A estratégia de sobrevivência seria reforçada pela capacidade altamente desenvolvida que os humanos têm de interpretar sinais
faciais discretos demais para outras espécies
notarem, como uma simples lágrima rolando pelo rosto de um colega ou de um familiar.
“Nossos bebês são criaturas muito desamparadas por um longo tempo quando comparados com outras espécies. Quando ainda somos muito dependentes dos outros, é importante ter um sinal que os estimula a nos ajudarem”, acredita o especialista, que também
participou do trabalho realizado por Gracanin e equipe.
Colírio do cérebro
O uso desse “lubrificante” natural e social,
ressaltam especialistas, é praticado desde a
gestação, quando expressões ligadas ao choro podem ser identificadas no rosto de bebês
em formação. Embora lágrimas não sejam visíveis em exames de ultrassom, as imagens
frequentemente mostram os fetos fazendo as
mesmas caretas que serão usadas para se comunicar com a mãe dali a algumas semanas.
No momento do nascimento, o grito do bebê
é um importante sinal de saúde.
Conforme crescemos, esse comportamento natural ganha o estigma de fraqueza, instabilidade emocional ou até mesmo
de uma possível intenção manipulativa.
Mesmo assim, as pessoas mantêm o instinto que trazem da infância e podem exprimir
sentimentos em momentos íntimos, quando as lágrimas ganham outro significado: a
exorcização da aflição que afeta o humor e
o comportamento. “O cérebro chora, independentemente do processo cognitivo. O
cérebro precisa chorar para a regulação
emocional”, defende Armindo Freitas-Magalhães, diretor do Laboratório de Expressão Facial da Emoção da Universidade Fernando Pessoa, em Portugal.

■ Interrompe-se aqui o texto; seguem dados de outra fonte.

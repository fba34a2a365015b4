//! Per-call settings
//!
//! Owned by the settings UI (out of scope here) and consumed read-only by the
//! suggestion pipeline.

use serde::{Deserialize, Serialize};

/// Communication style for suggestions
#[derive(Debug, Clone, Copy, PartialEq, Eq, Serialize, Deserialize, Default)]
#[serde(rename_all = "lowercase")]
pub enum ConversationStyle {
    #[default]
    Warm,
    Professional,
    Concise,
    Consultative,
    /// Free-text style supplied in `CallSettings::custom_style`
    Custom,
}

impl ConversationStyle {
    pub fn keyword(&self) -> &'static str {
        match self {
            ConversationStyle::Warm => "warm",
            ConversationStyle::Professional => "professional",
            ConversationStyle::Concise => "concise",
            ConversationStyle::Consultative => "consultative",
            ConversationStyle::Custom => "custom",
        }
    }
}

/// Settings for one call, read-only input to suggestion requests
#[derive(Debug, Clone, PartialEq, Eq, Serialize, Deserialize)]
pub struct CallSettings {
    /// What the user wants out of the call, free text
    pub goal: String,
    pub style: ConversationStyle,
    /// Only meaningful when `style` is `Custom`
    #[serde(default)]
    pub custom_style: String,
}

impl Default for CallSettings {
    fn default() -> Self {
        Self {
            goal: "Get them interested in learning more".to_string(),
            style: ConversationStyle::Warm,
            custom_style: String::new(),
        }
    }
}

impl CallSettings {
    /// The style text sent to the advice service: the custom text when the
    /// style is custom and non-empty, otherwise the style keyword.
    pub fn resolved_style_text(&self) -> &str {
        match self.style {
            ConversationStyle::Custom if !self.custom_style.trim().is_empty() => {
                &self.custom_style
            },
            ConversationStyle::Custom => ConversationStyle::default().keyword(),
            other => other.keyword(),
        }
    }
}

#[cfg(test)]
mod tests {
    use super::*;

    #[test]
    fn test_resolved_style_keyword() {
        let settings = CallSettings {
            style: ConversationStyle::Concise,
            ..Default::default()
        };
        assert_eq!(settings.resolved_style_text(), "concise");
    }

    #[test]
    fn test_resolved_style_custom() {
        let settings = CallSettings {
            style: ConversationStyle::Custom,
            custom_style: "playful but direct".to_string(),
            ..Default::default()
        };
        assert_eq!(settings.resolved_style_text(), "playful but direct");
    }

    #[test]
    fn test_empty_custom_falls_back() {
        let settings = CallSettings {
            style: ConversationStyle::Custom,
            custom_style: "  ".to_string(),
            ..Default::default()
        };
        assert_eq!(settings.resolved_style_text(), "warm");
    }
}
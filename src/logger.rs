use tracing_subscriber::{EnvFilter, fmt};

/// 初始化日志系统
///
/// 支持通过 RUST_LOG 环境变量控制日志级别
/// 默认级别: info
///
/// 日志写入 stderr，stdout 只留给 JSON 报告
///
/// 示例:
/// - RUST_LOG=debug autograde check
/// - RUST_LOG=autograde=trace cargo run --example identity
pub fn init_logger() {
    let filter = EnvFilter::try_from_default_env().unwrap_or_else(|_| EnvFilter::new("info"));

    // try_init: 测试二进制里可能已经初始化过
    let _ = fmt()
        .with_env_filter(filter)
        .with_writer(std::io::stderr)
        .with_target(true)
        .with_thread_ids(false)
        .with_file(false)
        .with_line_number(false)
        .try_init();

    tracing::debug!("Logger initialized");
}
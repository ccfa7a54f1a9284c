use crate::Result;
use crate::report::ReportDocument;
use crate::runner::case::Suite;
use crate::runner::executor::TestExecutor;
use crate::runner::reporter::JsonTestResult;
use crate::runner::types::{RunOutcome, RunnerConfig};
use std::io::Write;
use std::time::Instant;
use tracing::info;

/// 报告写出前的回调，可以修改任何字段（例如迟交扣分）
pub type PostProcessor = Box<dyn FnMut(&mut ReportDocument)>;

/// 运行测试并输出 JSON 报告
pub struct JsonTestRunner {
    config: RunnerConfig,
    post_processor: Option<PostProcessor>,
}

impl JsonTestRunner {
    pub fn new(config: RunnerConfig) -> Self {
        Self {
            config,
            post_processor: None,
        }
    }

    pub fn with_post_processor<F>(mut self, post_processor: F) -> Self
    where
        F: FnMut(&mut ReportDocument) + 'static,
    {
        self.post_processor = Some(Box::new(post_processor));
        self
    }

    pub fn config(&self) -> &RunnerConfig {
        &self.config
    }

    /// 执行 suite 并生成最终报告（不写出）
    pub fn run_report(&mut self, suite: &Suite) -> Result<RunOutcome> {
        let mut report =
            ReportDocument::new(self.config.visibility, self.config.stdout_visibility);
        let mut result = JsonTestResult::new(&self.config);
        let executor = TestExecutor::new(self.config.buffer);

        let start = Instant::now();
        executor.execute_all(suite, &mut result)?;
        let elapsed = start.elapsed();

        let tests_run = result.tests_run();
        let failures = result.failures();
        let errors = result.errors();
        let (tests, leaderboard) = result.into_parts();
        report.tests = tests;
        report.leaderboard = leaderboard;

        report.execution_time = Some(format!("{:.2}", elapsed.as_secs_f64()));
        report.score = Some(report.total_score());

        if let Some(post_processor) = self.post_processor.as_mut() {
            post_processor(&mut report);
        }

        info!(
            tests_run,
            failures,
            errors,
            score = report.score.unwrap_or_default(),
            "Test run finished"
        );

        Ok(RunOutcome {
            report,
            tests_run,
            failures,
            errors,
        })
    }

    /// 执行 suite 并把报告写入 stream
    pub fn run<W: Write>(&mut self, suite: &Suite, stream: &mut W) -> Result<RunOutcome> {
        let outcome = self.run_report(suite)?;
        outcome.report.write_to(stream)?;
        Ok(outcome)
    }
}

impl Default for JsonTestRunner {
    fn default() -> Self {
        Self::new(RunnerConfig::default())
    }
}

#[cfg(test)]
mod tests {
    use super::*;
    use crate::error::AutogradeError;
    use crate::runner::case::TestCase;

    #[test]
    fn test_empty_suite() {
        let mut runner = JsonTestRunner::default();
        let outcome = runner.run_report(&Suite::new("Empty")).unwrap();
        assert!(outcome.report.tests.is_empty());
        assert_eq!(outcome.report.score, Some(0.0));
        assert!(outcome.was_successful());
    }

    #[test]
    fn test_execution_time_two_decimals() {
        let mut runner = JsonTestRunner::default();
        let suite = Suite::new("S").test(TestCase::new("t", |_| Ok(())));
        let outcome = runner.run_report(&suite).unwrap();
        let time = outcome.report.execution_time.unwrap();
        let (_, decimals) = time.split_once('.').unwrap();
        assert_eq!(decimals.len(), 2);
    }

    #[test]
    fn test_post_processor_can_rewrite_score() {
        let mut runner = JsonTestRunner::default().with_post_processor(|report| {
            report.score = report.score.map(|s| s * 0.5);
        });
        let suite = Suite::new("S").test(TestCase::new("t", |_| Ok(())).weight(4.0));
        let outcome = runner.run_report(&suite).unwrap();
        assert_eq!(outcome.report.score, Some(2.0));
    }

    #[test]
    fn test_nan_score_fails_the_report() {
        let mut runner = JsonTestRunner::default();
        let suite = Suite::new("S").test(
            TestCase::new("t", |ctx| {
                ctx.set_score(f64::NAN);
                Ok(())
            })
            .partial_credit(10.0),
        );
        let mut buf = Vec::new();
        let err = runner.run(&suite, &mut buf).unwrap_err();
        assert!(matches!(err, AutogradeError::InvalidMetadata(_)));
        // 不写出任何不完整的报告
        assert!(buf.is_empty());
    }
}
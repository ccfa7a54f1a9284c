use crate::assertion::types::TestError;
use std::fmt::Debug;

/// 比较两个值，不相等时返回断言失败
///
/// 消息格式: `{first:?} != {second:?} : {msg}`，msg 为空时省略后半部分
pub fn assert_eq<T>(first: T, second: T, msg: &str) -> Result<(), TestError>
where
    T: PartialEq + Debug,
{
    if first == second {
        return Ok(());
    }

    let mut message = format!("{:?} != {:?}", first, second);
    if !msg.is_empty() {
        message.push_str(" : ");
        message.push_str(msg);
    }
    Err(TestError::Assertion(message))
}

pub fn assert_true(condition: bool, msg: &str) -> Result<(), TestError> {
    if condition {
        Ok(())
    } else if msg.is_empty() {
        Err(TestError::Assertion("false is not true".to_string()))
    } else {
        Err(TestError::Assertion(msg.to_string()))
    }
}

/// 直接构造一个断言失败
pub fn fail(msg: impl Into<String>) -> TestError {
    TestError::Assertion(msg.into())
}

De acordo com o pesquisador e autor
do livro O poder das lágrimas, as gotas salgadas produzidas pelos olhos em um momento emocional são “o colírio do cérebro”, que ajuda na recuperação dos estados psicológicos de tensão. Portanto, ele
afirma que esse comportamento não deveria ser reprimido por homens ou mulheres, sejam eles adultos ou crianças. “As lágrimas representam um poder que foi sendo alterado ao longo da história, desde o
tempo em que chorar era demonstração
de fraqueza até aos dias de hoje, quando a
tolerância perante as lágrimas chega ao
ponto de considerá-las um vestígio de verdade e de vantagem.”